INFORMATION GIVEN Start Marker
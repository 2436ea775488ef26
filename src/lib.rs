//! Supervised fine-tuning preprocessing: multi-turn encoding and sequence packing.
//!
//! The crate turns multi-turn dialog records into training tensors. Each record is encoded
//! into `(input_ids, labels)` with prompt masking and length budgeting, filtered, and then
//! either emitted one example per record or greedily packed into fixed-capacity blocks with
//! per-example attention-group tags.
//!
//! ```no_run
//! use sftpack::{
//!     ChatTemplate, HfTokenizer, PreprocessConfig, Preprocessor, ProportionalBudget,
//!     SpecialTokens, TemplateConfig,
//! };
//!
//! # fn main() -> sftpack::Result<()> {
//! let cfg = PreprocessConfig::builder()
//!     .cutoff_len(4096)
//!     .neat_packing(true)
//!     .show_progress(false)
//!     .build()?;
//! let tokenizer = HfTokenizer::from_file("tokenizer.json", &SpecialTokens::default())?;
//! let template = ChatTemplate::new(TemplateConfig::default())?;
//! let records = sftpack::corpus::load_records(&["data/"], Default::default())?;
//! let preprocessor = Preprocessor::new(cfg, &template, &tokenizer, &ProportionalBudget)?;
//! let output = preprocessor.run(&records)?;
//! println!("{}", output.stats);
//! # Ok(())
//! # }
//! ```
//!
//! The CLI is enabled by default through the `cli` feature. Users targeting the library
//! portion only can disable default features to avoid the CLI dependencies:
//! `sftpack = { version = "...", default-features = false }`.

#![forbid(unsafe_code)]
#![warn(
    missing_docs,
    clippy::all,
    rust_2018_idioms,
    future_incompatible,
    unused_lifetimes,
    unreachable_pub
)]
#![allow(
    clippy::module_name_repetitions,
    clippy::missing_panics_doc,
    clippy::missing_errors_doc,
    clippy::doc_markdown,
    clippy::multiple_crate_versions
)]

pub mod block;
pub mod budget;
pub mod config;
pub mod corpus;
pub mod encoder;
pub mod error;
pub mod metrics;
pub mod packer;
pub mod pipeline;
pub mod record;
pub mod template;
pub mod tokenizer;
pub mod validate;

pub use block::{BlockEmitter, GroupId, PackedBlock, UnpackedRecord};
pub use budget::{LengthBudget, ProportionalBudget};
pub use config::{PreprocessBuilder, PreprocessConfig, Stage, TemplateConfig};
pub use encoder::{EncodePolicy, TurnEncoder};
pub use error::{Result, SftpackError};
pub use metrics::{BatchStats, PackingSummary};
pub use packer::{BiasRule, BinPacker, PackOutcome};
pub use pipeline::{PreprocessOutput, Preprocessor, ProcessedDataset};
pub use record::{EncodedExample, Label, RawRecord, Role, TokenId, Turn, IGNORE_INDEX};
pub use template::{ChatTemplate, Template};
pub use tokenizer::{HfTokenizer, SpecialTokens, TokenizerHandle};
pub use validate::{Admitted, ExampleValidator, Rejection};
INFORMATION GIVEN End Marker
INFORMATION GIVEN Start Marker
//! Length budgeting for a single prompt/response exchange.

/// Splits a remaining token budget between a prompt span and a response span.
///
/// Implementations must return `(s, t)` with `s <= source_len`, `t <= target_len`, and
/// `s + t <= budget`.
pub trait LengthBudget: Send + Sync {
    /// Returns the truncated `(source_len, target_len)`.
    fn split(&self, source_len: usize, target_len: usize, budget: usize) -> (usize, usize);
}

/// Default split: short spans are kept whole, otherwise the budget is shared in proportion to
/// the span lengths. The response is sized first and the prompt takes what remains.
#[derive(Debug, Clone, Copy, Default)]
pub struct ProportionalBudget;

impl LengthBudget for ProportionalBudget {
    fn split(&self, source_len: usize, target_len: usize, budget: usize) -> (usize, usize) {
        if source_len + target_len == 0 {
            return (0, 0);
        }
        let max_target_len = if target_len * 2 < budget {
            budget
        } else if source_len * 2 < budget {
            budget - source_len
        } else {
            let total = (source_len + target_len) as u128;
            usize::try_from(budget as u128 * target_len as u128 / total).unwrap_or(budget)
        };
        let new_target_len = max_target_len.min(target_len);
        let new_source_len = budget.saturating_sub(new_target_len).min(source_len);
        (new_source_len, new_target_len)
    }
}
INFORMATION GIVEN End Marker
INFORMATION GIVEN Start Marker
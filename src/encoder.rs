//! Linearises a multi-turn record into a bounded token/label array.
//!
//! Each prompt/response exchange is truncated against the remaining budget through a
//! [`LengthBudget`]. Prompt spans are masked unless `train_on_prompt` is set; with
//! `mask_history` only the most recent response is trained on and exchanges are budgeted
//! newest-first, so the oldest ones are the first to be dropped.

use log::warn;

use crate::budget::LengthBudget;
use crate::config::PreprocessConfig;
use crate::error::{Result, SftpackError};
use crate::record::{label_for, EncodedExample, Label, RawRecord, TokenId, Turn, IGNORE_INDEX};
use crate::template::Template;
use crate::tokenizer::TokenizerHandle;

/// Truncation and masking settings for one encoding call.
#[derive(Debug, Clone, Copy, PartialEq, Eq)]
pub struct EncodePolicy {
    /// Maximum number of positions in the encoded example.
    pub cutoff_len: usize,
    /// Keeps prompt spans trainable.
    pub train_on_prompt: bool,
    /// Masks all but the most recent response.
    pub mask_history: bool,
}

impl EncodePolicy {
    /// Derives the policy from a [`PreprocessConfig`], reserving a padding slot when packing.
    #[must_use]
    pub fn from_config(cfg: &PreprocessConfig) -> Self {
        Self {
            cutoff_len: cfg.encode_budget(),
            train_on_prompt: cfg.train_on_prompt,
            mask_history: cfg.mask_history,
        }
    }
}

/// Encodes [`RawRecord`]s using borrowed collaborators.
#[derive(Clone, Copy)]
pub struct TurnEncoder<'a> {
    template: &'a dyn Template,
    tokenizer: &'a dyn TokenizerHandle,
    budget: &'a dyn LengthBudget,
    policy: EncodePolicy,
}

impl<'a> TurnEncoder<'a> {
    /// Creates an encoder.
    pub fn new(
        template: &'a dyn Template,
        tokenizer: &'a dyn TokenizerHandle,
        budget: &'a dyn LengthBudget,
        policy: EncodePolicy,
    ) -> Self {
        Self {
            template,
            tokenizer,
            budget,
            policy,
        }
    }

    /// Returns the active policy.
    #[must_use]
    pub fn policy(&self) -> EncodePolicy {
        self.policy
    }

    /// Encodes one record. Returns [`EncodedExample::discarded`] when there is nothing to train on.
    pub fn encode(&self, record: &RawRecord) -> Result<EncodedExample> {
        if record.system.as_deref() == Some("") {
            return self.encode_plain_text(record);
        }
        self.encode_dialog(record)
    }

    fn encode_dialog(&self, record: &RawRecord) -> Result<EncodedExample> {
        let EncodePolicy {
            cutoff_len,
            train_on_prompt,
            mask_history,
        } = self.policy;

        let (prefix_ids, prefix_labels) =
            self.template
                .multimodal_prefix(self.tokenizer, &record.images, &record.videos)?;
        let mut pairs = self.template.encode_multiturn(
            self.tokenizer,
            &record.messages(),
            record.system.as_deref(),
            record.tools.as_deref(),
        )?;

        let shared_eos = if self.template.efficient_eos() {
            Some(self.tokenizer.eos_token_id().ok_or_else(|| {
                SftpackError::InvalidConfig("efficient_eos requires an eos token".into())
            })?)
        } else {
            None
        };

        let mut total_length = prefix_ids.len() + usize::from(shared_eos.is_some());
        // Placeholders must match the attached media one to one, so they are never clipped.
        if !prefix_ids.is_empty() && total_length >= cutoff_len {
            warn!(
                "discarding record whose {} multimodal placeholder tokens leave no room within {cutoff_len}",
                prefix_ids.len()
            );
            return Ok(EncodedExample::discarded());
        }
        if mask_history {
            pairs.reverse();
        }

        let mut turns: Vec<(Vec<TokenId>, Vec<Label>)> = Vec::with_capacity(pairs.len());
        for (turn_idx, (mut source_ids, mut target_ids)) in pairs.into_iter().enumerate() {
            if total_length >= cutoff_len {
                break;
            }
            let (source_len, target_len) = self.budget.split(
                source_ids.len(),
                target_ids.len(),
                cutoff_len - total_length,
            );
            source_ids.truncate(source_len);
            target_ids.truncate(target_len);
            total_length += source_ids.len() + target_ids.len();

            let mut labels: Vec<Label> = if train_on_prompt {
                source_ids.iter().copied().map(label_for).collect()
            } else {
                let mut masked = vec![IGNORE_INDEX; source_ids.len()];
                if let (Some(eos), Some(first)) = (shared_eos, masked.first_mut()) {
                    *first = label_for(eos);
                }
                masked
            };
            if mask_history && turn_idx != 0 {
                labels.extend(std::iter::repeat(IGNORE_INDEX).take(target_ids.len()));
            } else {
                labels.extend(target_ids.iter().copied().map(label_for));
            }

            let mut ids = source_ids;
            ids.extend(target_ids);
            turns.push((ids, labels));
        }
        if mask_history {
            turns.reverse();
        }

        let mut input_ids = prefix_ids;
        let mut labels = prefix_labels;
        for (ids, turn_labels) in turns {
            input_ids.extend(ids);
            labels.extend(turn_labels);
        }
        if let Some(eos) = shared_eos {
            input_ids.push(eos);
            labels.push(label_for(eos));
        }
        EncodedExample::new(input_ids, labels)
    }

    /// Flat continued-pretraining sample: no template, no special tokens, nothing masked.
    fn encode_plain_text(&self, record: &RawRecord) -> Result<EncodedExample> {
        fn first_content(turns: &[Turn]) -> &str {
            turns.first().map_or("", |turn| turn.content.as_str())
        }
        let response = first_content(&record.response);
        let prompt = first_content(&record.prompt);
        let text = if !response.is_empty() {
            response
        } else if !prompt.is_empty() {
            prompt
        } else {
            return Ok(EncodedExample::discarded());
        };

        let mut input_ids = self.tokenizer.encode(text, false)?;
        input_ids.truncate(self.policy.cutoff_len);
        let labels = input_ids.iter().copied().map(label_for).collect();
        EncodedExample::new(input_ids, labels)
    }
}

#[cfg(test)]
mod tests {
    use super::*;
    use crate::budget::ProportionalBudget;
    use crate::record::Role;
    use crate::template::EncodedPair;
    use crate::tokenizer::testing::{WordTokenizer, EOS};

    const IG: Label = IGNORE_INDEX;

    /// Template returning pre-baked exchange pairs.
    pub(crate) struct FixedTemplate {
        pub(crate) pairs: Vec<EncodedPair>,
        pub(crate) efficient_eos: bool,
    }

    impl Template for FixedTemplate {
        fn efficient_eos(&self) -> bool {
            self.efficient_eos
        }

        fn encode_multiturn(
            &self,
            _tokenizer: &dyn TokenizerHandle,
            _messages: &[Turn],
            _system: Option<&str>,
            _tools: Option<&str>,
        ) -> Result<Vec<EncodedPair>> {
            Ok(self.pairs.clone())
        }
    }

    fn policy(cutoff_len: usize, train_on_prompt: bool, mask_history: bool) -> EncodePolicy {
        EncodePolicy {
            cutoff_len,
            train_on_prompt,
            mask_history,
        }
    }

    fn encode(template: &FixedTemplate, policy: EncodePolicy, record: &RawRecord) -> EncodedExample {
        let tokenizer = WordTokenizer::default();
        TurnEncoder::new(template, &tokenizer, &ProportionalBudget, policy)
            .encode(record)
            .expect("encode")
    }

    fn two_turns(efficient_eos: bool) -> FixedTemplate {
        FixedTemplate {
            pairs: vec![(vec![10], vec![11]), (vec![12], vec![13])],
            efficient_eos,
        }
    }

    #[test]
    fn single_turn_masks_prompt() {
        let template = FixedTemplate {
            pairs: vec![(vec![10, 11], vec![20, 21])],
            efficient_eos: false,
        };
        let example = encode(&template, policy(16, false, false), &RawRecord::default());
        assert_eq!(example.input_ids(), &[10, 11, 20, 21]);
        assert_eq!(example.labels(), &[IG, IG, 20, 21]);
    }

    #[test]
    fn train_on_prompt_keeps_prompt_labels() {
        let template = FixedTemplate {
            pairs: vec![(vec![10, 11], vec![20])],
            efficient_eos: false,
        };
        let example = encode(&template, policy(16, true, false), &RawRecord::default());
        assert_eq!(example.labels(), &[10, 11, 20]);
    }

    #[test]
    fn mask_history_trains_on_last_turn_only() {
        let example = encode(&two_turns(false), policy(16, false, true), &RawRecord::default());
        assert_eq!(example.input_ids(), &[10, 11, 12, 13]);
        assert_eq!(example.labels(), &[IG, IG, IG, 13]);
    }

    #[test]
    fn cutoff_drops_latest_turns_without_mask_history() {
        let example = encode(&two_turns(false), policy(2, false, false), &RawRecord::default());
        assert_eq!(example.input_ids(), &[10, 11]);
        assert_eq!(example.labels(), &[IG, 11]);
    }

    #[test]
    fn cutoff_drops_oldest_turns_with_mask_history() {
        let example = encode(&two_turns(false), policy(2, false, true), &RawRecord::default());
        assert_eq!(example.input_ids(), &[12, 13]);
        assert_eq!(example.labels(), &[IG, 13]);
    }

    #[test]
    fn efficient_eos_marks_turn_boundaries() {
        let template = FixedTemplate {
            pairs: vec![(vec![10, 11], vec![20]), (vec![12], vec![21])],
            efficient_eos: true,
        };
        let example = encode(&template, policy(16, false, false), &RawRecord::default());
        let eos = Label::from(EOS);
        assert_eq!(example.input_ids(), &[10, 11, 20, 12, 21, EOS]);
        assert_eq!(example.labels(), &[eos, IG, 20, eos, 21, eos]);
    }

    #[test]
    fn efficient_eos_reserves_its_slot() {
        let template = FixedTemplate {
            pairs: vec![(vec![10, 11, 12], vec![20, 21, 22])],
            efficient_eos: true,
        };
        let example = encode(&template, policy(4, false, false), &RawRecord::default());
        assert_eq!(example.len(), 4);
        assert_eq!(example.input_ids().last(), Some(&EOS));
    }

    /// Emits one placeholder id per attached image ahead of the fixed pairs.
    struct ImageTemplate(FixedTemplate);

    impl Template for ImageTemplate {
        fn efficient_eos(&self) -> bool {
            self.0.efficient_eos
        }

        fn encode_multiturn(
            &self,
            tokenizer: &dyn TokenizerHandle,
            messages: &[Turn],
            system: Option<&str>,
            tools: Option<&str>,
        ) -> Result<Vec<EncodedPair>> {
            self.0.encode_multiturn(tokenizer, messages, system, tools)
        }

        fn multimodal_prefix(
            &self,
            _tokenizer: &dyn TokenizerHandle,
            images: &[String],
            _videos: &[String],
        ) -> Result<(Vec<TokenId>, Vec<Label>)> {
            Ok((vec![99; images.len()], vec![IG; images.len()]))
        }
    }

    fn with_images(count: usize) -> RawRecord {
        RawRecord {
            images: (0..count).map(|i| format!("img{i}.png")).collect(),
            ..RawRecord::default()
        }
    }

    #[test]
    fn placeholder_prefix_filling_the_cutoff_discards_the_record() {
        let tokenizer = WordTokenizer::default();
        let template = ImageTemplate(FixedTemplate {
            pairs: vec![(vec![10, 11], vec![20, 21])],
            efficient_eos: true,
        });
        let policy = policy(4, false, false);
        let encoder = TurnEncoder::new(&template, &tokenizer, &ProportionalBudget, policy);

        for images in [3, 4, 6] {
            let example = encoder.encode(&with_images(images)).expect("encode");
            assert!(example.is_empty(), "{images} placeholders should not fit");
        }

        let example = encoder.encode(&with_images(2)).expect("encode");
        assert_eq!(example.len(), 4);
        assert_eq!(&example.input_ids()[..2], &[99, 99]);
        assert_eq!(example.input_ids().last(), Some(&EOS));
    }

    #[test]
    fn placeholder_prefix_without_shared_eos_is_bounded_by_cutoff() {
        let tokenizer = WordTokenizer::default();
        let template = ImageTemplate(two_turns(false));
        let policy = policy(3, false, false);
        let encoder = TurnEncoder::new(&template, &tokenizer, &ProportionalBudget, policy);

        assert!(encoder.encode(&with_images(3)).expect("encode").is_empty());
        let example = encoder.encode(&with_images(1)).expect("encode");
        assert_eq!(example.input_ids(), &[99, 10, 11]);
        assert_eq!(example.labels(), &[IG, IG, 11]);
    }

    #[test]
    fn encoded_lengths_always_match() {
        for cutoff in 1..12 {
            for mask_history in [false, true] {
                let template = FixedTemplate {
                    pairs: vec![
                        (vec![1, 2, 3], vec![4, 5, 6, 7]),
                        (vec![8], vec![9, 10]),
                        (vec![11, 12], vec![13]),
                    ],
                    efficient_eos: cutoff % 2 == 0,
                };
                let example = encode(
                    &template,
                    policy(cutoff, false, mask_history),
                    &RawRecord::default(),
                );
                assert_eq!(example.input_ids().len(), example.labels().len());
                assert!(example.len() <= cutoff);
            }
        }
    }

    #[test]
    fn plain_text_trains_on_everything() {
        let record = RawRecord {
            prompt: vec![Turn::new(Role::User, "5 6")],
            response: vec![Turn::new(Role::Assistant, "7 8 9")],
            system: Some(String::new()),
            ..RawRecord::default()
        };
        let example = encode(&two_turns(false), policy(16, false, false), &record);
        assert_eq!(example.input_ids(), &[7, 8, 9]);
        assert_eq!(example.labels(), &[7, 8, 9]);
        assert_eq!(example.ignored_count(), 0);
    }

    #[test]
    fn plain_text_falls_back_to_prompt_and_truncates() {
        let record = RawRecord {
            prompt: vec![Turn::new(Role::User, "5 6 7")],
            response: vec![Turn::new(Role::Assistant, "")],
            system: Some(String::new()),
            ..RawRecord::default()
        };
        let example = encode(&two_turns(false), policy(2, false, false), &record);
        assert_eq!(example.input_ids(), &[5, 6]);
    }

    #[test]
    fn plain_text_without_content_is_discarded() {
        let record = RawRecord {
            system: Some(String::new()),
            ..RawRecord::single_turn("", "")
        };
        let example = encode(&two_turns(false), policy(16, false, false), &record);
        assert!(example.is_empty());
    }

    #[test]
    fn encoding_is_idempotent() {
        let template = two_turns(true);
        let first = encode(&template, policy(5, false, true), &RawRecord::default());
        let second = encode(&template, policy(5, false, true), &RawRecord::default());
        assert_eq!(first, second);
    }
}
INFORMATION GIVEN End Marker
- [WHAT TO DO] Wherever a line contains the string "Assistant", copy that line from the data.

- [ANSWER TO THE PROBLEM]
            response: vec![Turn::new(Role::Assistant, "7 8 9")],
            response: vec![Turn::new(Role::Assistant, "")],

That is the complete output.